Menzies Institute for Medical Research, University of Tasmania, Hobart, Australia.
Department of Epidemiology and Preventive Medicine, Monash University, Melbourne, Australia.
Am J Med. 2017 Oct;130(10):1211-1218. doi: 10.1016/j.amjmed.2017.04.038. Epub 2017 May 24.

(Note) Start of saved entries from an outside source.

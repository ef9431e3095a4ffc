//! Field-access helpers implementing the absent/null policy in one place.
//!
//! Readers go through [`Presence`]: a required field that is absent or
//! null-tagged fails with `MissingField`; an optional field that is absent
//! or null-tagged reads as `None`. Writers either always write (required),
//! write-if-set (optional), or write-if-nonempty (lists and documents).

use crate::error::CoreResult;
use chrono::NaiveDateTime;
use groundwork_value::document::{self, Document};
use groundwork_value::scalar::{self, EnumText};
use groundwork_value::{CodecError, Item, Presence};
use serde_json::Value as JsonValue;
use uuid::Uuid;

fn require<T>(field: &'static str, value: Option<T>) -> CoreResult<T> {
    match value {
        Some(v) => Ok(v),
        None => Err(CodecError::missing_field(field).into()),
    }
}

pub(super) fn required_uuid(item: &Item, field: &'static str) -> CoreResult<Uuid> {
    match item.presence(field) {
        Presence::Present(v) => require(field, scalar::decode_uuid(v)?),
        Presence::Absent | Presence::Null => Err(CodecError::missing_field(field).into()),
    }
}

pub(super) fn required_string(item: &Item, field: &'static str) -> CoreResult<String> {
    match item.presence(field) {
        Presence::Present(v) => require(field, scalar::decode_string(v)?),
        Presence::Absent | Presence::Null => Err(CodecError::missing_field(field).into()),
    }
}

pub(super) fn required_bool(item: &Item, field: &'static str) -> CoreResult<bool> {
    match item.presence(field) {
        Presence::Present(v) => require(field, scalar::decode_bool(v)?),
        Presence::Absent | Presence::Null => Err(CodecError::missing_field(field).into()),
    }
}

pub(super) fn required_timestamp(item: &Item, field: &'static str) -> CoreResult<NaiveDateTime> {
    match item.presence(field) {
        Presence::Present(v) => require(field, scalar::decode_timestamp(v)?),
        Presence::Absent | Presence::Null => Err(CodecError::missing_field(field).into()),
    }
}

pub(super) fn required_enum<E: EnumText>(item: &Item, field: &'static str) -> CoreResult<E> {
    match item.presence(field) {
        Presence::Present(v) => require(field, scalar::decode_enum(v)?),
        Presence::Absent | Presence::Null => Err(CodecError::missing_field(field).into()),
    }
}

pub(super) fn optional_string(item: &Item, field: &str) -> CoreResult<Option<String>> {
    match item.presence(field) {
        Presence::Present(v) => Ok(scalar::decode_string(v)?),
        Presence::Absent | Presence::Null => Ok(None),
    }
}

pub(super) fn optional_bool(item: &Item, field: &str) -> CoreResult<Option<bool>> {
    match item.presence(field) {
        Presence::Present(v) => Ok(scalar::decode_bool(v)?),
        Presence::Absent | Presence::Null => Ok(None),
    }
}

pub(super) fn optional_int(item: &Item, field: &str) -> CoreResult<Option<i64>> {
    match item.presence(field) {
        Presence::Present(v) => Ok(scalar::decode_int(v)?),
        Presence::Absent | Presence::Null => Ok(None),
    }
}

pub(super) fn optional_uuid(item: &Item, field: &str) -> CoreResult<Option<Uuid>> {
    match item.presence(field) {
        Presence::Present(v) => Ok(scalar::decode_uuid(v)?),
        Presence::Absent | Presence::Null => Ok(None),
    }
}

pub(super) fn optional_enum<E: EnumText>(item: &Item, field: &str) -> CoreResult<Option<E>> {
    match item.presence(field) {
        Presence::Present(v) => Ok(scalar::decode_enum(v)?),
        Presence::Absent | Presence::Null => Ok(None),
    }
}

/// Reads a many-valued relationship. Absent reads as an empty list.
pub(super) fn optional_uuid_list(item: &Item, field: &str) -> CoreResult<Vec<Uuid>> {
    match item.presence(field) {
        Presence::Present(v) => Ok(scalar::decode_uuid_list(v)?.unwrap_or_default()),
        Presence::Absent | Presence::Null => Ok(Vec::new()),
    }
}

/// Reads a configuration document. Absent reads as an empty document.
pub(super) fn optional_document(item: &Item, field: &str) -> CoreResult<Document> {
    match item.presence(field) {
        Presence::Present(v) => Ok(document::decode_document(v)?.unwrap_or_default()),
        Presence::Absent | Presence::Null => Ok(Document::new()),
    }
}

/// Reads a free-shaped JSON value.
pub(super) fn optional_json(item: &Item, field: &str) -> CoreResult<Option<JsonValue>> {
    match item.presence(field) {
        Presence::Present(v) => Ok(Some(document::decode_json(v)?)),
        Presence::Absent | Presence::Null => Ok(None),
    }
}

pub(super) fn put_uuid(item: &mut Item, field: &str, value: Uuid) {
    item.insert(field, scalar::encode_uuid(Some(value)));
}

pub(super) fn put_string(item: &mut Item, field: &str, value: &str) {
    item.insert(field, scalar::encode_string(Some(value)));
}

pub(super) fn put_bool(item: &mut Item, field: &str, value: bool) {
    item.insert(field, scalar::encode_bool(Some(value)));
}

pub(super) fn put_timestamp(item: &mut Item, field: &str, value: NaiveDateTime) {
    item.insert(field, scalar::encode_timestamp(Some(value)));
}

pub(super) fn put_enum<E: EnumText>(item: &mut Item, field: &str, value: &E) {
    item.insert(field, scalar::encode_enum(Some(value)));
}

pub(super) fn put_opt_string(item: &mut Item, field: &str, value: Option<&str>) {
    if let Some(v) = value {
        item.insert(field, scalar::encode_string(Some(v)));
    }
}

pub(super) fn put_opt_bool(item: &mut Item, field: &str, value: Option<bool>) {
    if let Some(v) = value {
        item.insert(field, scalar::encode_bool(Some(v)));
    }
}

pub(super) fn put_opt_int(item: &mut Item, field: &str, value: Option<i64>) {
    if let Some(v) = value {
        item.insert(field, scalar::encode_int(Some(v)));
    }
}

pub(super) fn put_opt_uuid(item: &mut Item, field: &str, value: Option<Uuid>) {
    if let Some(v) = value {
        item.insert(field, scalar::encode_uuid(Some(v)));
    }
}

pub(super) fn put_opt_enum<E: EnumText>(item: &mut Item, field: &str, value: Option<&E>) {
    if let Some(v) = value {
        item.insert(field, scalar::encode_enum(Some(v)));
    }
}

/// Writes a many-valued relationship, omitting the key when the list is
/// empty.
pub(super) fn put_uuid_list_nonempty(item: &mut Item, field: &str, value: &[Uuid]) {
    if !value.is_empty() {
        item.insert(field, scalar::encode_uuid_list(Some(value)));
    }
}

/// Writes a configuration document, omitting the key when empty.
pub(super) fn put_document_nonempty(
    item: &mut Item,
    field: &str,
    value: &Document,
) -> CoreResult<()> {
    if !value.is_empty() {
        item.insert(field, document::encode_document(value)?);
    }
    Ok(())
}

/// Writes a free-shaped JSON value if set.
pub(super) fn put_opt_json(item: &mut Item, field: &str, value: Option<&JsonValue>) -> CoreResult<()> {
    if let Some(v) = value {
        item.insert(field, document::encode_json(v)?);
    }
    Ok(())
}
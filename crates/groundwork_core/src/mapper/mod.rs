//! Per-entity item mappers.
//!
//! Each entity converts to and from its flat [`Item`] projection through
//! pure functions with a fixed policy:
//!
//! - required fields are always written;
//! - unset optional fields are omitted, never written as explicit null;
//! - single relationships are written as `<name>Id`, owned many-valued
//!   relationships as `<name>Ids`, inverse sides never;
//! - configuration documents are omitted entirely when empty.
//!
//! Reading an empty item yields `Ok(None)` (the normal "not found" shape);
//! a present-but-corrupt attribute is a hard [`CoreError::Decode`] failure,
//! never a default.
//!
//! [`CoreError::Decode`]: crate::CoreError::Decode

use crate::error::CoreResult;
use groundwork_value::{scalar, Item};
use uuid::Uuid;

mod blueprint;
mod cloud_provider;
mod fields;
mod property_schema;
mod resource_type;
mod stack;
mod stack_resource;
mod team;

/// Conversion between an entity and its item projection.
pub trait ItemMapper: Sized {
    /// The table this entity type is stored in.
    fn table() -> &'static str;

    /// Projects the entity into a fresh item.
    ///
    /// Fallible only through the composite codec: a configuration document
    /// carrying an unrepresentable number refuses to encode.
    fn to_item(&self) -> CoreResult<Item>;

    /// Reconstructs an entity from an item.
    ///
    /// An empty item is `Ok(None)`. Foreign keys come back raw; resolving
    /// them is the repository layer's job.
    fn from_item(item: &Item) -> CoreResult<Option<Self>>;
}

/// Builds the primary-key item for an entity id.
pub fn id_key(id: Uuid) -> Item {
    Item::key("id", scalar::encode_uuid(Some(id)))
}
//! The driver contract the persistence core talks to.

use crate::error::StoreResult;
use crate::ops::{Condition, WriteOp};
use groundwork_value::Item;

/// An opaque item store addressed by table and key.
///
/// Implementations hold tagged [`Item`]s and know nothing about domain
/// entities. All methods take `&self`; drivers are expected to be shared
/// behind an `Arc` and handle their own synchronization.
///
/// `transact_write` is atomic: either every submitted operation takes
/// effect or none does. On cancellation the driver reports one
/// [`CancellationReason`](crate::CancellationReason) per operation, in
/// submission order, so callers can tell which operation failed and why.
pub trait ItemStore: Send + Sync {
    /// Reads the item at `key`, or `None` if no item exists.
    fn get_item(&self, table: &str, key: &Item) -> StoreResult<Option<Item>>;

    /// Writes a full item, replacing any existing item with the same key.
    ///
    /// If `condition` is set and evaluates false against the current item,
    /// the write is rejected with
    /// [`StoreError::ConditionFailed`](crate::StoreError::ConditionFailed).
    fn put_item(&self, table: &str, item: Item, condition: Option<&Condition>) -> StoreResult<()>;

    /// Deletes the item at `key`, subject to an optional condition.
    ///
    /// Deleting a nonexistent item is not an error unless a condition says
    /// otherwise.
    fn delete_item(&self, table: &str, key: &Item, condition: Option<&Condition>)
        -> StoreResult<()>;

    /// Applies all operations atomically, or none of them.
    fn transact_write(&self, ops: &[WriteOp]) -> StoreResult<()>;
}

BACKGROUND: The aim of this study was to describe whether maintaining sufficient serum vitamin D levels in people with knee osteoarthritis and baseline vitamin D insufficiency has an association with change in knee structures and symptoms over 2 years. METHODS: Participants (n = 413, mean age 63.2 years) with symptomatic knee osteoarthritis and vitamin D insufficiency were enrolled in a clinical trial. In all, 340 participants (82.3%) completed the study, with 25-hydroxyvitamin D [25(OH)D] measurements at baseline and months 3 and 24. Participants were classified as consistently insufficient [serum 25(OH)D ≤50 nmol/L at months 3 and 24, n = 45], fluctuating [25(OH)D >50 nmol/L at either point, n = 68), and consistently sufficient [25(OH)D >50 nmol/L at months 3 and 24, n = 226] groups. Knee cartilage volume, cartilage defects, bone marrow lesions, and effusion-synovitis volume were assessed using MRI at baseline and month 24. Knee symptoms were assessed at baseline and months 3, 6, 12, and 24 using the Western Ontario and McMaster Universities Arthritis Index. RESULTS: The consistently sufficient group had significantly less loss of tibial cartilage volume (β 2.1%; 95% confidence interval [CI], 0.3%, 3.9%), less increase in effusion-synovitis volume (β -2.5 mL; 95 CI%, -4.7, -0.2 mL), and less loss of Western Ontario and McMaster Universities Arthritis Index physical function (β -94.2; 95% CI, -183.8, -4.5) compared with the consistently insufficient group in multivariable analyses. In contrast, there were no significant differences in these outcomes between the fluctuating and consistently insufficient groups. Changes in cartilage defects, bone marrow lesions, and knee pain were similar between groups. CONCLUSION: This post hoc analysis suggests beneficial effects of maintaining vitamin D sufficiency on cartilage loss, effusion-synovitis, and physical function in people with knee osteoarthritis.
背景:本研究旨在描述膝骨关节炎患者维持足够的血清维生素 D 水平与 2 年内膝关节结构和症状变化的关系。
方法:本临床试验纳入了 413 名有症状的膝骨关节炎和维生素 D 缺乏的患者。共有 340 名参与者(82.3%)完成了研究,在基线、3 个月和 24 个月时测量了 25-羟维生素 D [25(OH)D]。参与者分为持续缺乏组[血清 25(OH)D 在 3 个月和 24 个月时均≤50 nmol/L,n=45]、波动组[25(OH)D 在任何一个时间点都>50 nmol/L,n=68]和持续充足组[25(OH)D 在 3 个月和 24 个月时均>50 nmol/L,n=226]。在基线和 24 个月时,使用 MRI 评估了膝关节软骨体积、软骨缺损、骨髓病变和关节积液-滑膜炎体积。在基线和 3、6、12 和 24 个月时,使用 Western Ontario 和 McMaster 大学关节炎指数评估了膝关节症状。
结果:与持续缺乏组相比,持续充足组的胫骨软骨体积丢失明显减少(β2.1%;95%置信区间[CI],0.3%,3.9%),关节积液-滑膜炎体积增加明显减少(β-2.5 毫升;95%CI%,-4.7,-0.2 毫升),Western Ontario 和 McMaster 大学关节炎指数的躯体功能丧失明显减少(β-94.2;95%CI,-183.8,-4.5)。而在多变量分析中,波动组与持续缺乏组之间在这些结果上没有显著差异。在软骨缺损、骨髓病变和膝关节疼痛方面,各组间的变化相似。
结论:本事后分析表明,维持维生素 D 充足对膝骨关节炎患者软骨丢失、关节积液-滑膜炎和躯体功能有有益影响。